- Data shown
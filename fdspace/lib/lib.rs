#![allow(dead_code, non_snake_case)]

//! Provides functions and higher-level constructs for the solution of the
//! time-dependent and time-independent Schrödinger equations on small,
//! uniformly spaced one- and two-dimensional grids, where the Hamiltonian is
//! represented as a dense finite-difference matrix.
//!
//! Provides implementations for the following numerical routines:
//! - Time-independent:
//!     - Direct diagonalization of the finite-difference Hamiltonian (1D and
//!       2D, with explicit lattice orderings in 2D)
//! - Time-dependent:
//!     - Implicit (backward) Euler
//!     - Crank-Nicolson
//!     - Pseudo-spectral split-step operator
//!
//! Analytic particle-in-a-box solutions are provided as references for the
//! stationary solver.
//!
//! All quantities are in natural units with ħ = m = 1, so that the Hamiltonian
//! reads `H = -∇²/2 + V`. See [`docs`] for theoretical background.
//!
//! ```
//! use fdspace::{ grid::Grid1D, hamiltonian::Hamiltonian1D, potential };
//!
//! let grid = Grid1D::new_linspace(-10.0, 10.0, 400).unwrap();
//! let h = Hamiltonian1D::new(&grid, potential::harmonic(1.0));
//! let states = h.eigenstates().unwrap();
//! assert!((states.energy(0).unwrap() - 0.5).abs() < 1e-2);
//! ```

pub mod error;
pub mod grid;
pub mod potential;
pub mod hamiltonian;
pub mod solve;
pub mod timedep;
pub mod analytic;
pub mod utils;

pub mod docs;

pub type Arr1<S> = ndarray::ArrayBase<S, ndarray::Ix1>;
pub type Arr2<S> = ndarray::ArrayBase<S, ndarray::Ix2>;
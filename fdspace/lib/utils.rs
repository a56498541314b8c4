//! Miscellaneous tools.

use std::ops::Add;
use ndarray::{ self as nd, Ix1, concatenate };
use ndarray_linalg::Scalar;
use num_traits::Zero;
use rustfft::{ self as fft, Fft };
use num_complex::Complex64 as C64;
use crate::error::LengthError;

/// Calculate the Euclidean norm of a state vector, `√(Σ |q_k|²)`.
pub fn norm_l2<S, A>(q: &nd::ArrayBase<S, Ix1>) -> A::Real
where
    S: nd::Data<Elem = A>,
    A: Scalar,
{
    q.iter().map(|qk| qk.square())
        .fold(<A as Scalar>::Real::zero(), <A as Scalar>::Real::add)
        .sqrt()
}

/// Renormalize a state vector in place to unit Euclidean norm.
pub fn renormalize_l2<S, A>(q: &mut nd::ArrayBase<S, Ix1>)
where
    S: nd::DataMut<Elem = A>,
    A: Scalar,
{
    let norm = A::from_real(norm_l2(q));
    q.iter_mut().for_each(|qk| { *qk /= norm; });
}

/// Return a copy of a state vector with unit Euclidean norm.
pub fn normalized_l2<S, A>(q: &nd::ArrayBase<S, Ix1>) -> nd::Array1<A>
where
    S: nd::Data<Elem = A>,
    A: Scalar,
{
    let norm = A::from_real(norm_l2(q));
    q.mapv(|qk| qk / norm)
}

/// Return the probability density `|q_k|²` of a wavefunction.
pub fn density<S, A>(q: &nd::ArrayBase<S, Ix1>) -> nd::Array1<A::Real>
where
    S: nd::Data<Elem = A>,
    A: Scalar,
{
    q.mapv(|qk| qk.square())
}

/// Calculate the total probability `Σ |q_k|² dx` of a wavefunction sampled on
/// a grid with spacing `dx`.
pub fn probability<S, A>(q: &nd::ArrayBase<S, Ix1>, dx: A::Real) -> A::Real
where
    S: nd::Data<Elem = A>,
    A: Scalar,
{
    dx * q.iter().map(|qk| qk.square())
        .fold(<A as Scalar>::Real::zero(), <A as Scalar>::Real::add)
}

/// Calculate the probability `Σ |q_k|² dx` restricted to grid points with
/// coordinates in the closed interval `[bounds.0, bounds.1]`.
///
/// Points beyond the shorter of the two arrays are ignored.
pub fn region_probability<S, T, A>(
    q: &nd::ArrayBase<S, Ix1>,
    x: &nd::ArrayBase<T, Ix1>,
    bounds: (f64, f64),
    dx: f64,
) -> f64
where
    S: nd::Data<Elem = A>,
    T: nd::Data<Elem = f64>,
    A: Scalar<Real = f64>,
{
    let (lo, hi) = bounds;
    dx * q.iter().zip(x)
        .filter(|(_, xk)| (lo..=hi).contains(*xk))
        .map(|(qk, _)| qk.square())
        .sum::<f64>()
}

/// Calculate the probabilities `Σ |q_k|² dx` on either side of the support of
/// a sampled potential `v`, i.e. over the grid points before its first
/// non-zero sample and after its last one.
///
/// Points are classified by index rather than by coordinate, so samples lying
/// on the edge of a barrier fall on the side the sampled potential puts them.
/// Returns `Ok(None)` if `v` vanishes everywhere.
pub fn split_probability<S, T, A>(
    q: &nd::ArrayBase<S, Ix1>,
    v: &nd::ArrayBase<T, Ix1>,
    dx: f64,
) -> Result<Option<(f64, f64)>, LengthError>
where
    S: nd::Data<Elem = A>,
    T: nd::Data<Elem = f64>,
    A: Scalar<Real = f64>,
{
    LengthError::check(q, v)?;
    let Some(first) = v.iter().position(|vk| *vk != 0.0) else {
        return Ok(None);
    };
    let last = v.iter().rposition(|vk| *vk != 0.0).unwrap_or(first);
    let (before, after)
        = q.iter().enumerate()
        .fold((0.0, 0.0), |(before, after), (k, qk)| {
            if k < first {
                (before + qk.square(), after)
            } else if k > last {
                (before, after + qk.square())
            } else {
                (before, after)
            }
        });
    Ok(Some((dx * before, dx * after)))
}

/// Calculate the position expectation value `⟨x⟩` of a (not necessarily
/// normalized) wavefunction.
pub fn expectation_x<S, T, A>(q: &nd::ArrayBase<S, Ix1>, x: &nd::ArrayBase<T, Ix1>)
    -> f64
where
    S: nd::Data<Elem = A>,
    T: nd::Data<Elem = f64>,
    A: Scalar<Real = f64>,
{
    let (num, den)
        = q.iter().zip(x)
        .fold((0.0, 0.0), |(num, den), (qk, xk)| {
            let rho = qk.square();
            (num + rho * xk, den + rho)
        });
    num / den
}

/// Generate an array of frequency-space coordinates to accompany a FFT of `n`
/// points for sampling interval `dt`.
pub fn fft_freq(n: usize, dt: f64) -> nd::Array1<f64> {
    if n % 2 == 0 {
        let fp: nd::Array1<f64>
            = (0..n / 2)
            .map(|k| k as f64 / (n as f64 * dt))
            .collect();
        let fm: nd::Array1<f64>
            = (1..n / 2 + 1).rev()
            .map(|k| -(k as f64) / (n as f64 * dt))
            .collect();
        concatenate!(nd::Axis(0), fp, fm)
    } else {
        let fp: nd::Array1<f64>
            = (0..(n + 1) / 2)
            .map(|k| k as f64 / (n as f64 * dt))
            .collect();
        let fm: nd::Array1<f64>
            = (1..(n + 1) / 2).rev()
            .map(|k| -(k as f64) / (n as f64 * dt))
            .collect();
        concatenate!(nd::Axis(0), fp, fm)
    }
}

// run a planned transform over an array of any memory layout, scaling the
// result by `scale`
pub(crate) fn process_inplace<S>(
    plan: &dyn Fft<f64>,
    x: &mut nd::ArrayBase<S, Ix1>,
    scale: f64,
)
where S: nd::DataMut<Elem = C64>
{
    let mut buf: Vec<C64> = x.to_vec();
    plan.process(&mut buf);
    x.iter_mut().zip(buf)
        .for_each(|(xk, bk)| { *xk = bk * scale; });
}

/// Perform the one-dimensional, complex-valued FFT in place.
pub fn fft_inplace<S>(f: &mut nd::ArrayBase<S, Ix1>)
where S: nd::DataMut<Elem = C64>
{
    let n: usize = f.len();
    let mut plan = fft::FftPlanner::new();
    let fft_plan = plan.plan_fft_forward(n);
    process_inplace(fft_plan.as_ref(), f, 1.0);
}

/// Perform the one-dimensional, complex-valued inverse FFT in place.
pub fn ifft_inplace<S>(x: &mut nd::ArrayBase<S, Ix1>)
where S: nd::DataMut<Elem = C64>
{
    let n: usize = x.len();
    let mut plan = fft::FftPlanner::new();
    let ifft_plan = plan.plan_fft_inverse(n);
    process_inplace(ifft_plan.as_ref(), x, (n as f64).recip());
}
==
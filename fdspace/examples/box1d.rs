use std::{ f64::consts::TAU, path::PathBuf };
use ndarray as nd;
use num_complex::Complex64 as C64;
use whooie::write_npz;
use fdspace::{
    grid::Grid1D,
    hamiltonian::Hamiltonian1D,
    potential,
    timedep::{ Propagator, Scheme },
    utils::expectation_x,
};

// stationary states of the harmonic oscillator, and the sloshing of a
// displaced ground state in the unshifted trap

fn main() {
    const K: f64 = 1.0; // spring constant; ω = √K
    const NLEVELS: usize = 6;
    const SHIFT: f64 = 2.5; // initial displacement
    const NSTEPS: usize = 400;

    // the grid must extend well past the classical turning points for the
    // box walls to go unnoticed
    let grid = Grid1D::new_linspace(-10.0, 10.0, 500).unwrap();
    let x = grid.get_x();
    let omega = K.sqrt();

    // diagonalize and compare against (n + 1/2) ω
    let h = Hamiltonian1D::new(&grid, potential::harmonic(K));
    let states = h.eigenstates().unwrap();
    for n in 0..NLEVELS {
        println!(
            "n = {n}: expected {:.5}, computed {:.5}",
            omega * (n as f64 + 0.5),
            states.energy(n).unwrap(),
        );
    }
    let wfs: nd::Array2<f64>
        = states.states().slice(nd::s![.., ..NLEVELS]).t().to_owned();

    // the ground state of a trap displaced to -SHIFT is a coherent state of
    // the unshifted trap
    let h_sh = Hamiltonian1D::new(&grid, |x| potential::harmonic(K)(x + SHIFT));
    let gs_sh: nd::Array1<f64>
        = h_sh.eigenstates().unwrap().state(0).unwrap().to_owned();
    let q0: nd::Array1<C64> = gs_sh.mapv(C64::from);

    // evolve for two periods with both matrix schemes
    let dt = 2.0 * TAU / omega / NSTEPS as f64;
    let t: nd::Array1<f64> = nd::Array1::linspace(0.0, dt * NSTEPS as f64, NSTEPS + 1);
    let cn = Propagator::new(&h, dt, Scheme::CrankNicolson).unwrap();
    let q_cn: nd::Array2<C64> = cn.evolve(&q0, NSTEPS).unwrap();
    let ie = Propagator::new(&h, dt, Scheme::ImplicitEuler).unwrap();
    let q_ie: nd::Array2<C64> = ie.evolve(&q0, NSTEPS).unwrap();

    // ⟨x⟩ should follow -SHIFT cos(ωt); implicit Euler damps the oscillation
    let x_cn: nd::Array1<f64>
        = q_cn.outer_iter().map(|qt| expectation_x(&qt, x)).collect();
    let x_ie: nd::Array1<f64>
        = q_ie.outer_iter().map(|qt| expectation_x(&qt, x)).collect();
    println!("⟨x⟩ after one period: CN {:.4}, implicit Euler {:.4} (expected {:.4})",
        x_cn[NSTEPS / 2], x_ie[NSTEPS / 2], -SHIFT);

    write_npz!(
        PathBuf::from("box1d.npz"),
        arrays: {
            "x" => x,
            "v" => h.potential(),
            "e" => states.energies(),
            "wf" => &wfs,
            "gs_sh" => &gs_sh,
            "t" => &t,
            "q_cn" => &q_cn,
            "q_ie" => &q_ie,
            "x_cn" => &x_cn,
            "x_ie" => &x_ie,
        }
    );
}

- What is being asked
Whenever the string "valued" shows up in a line of the entries, copy that line.

- Solution below
/// Perform the one-dimensional, complex-valued FFT in place.
/// Perform the one-dimensional, complex-valued inverse FFT in place.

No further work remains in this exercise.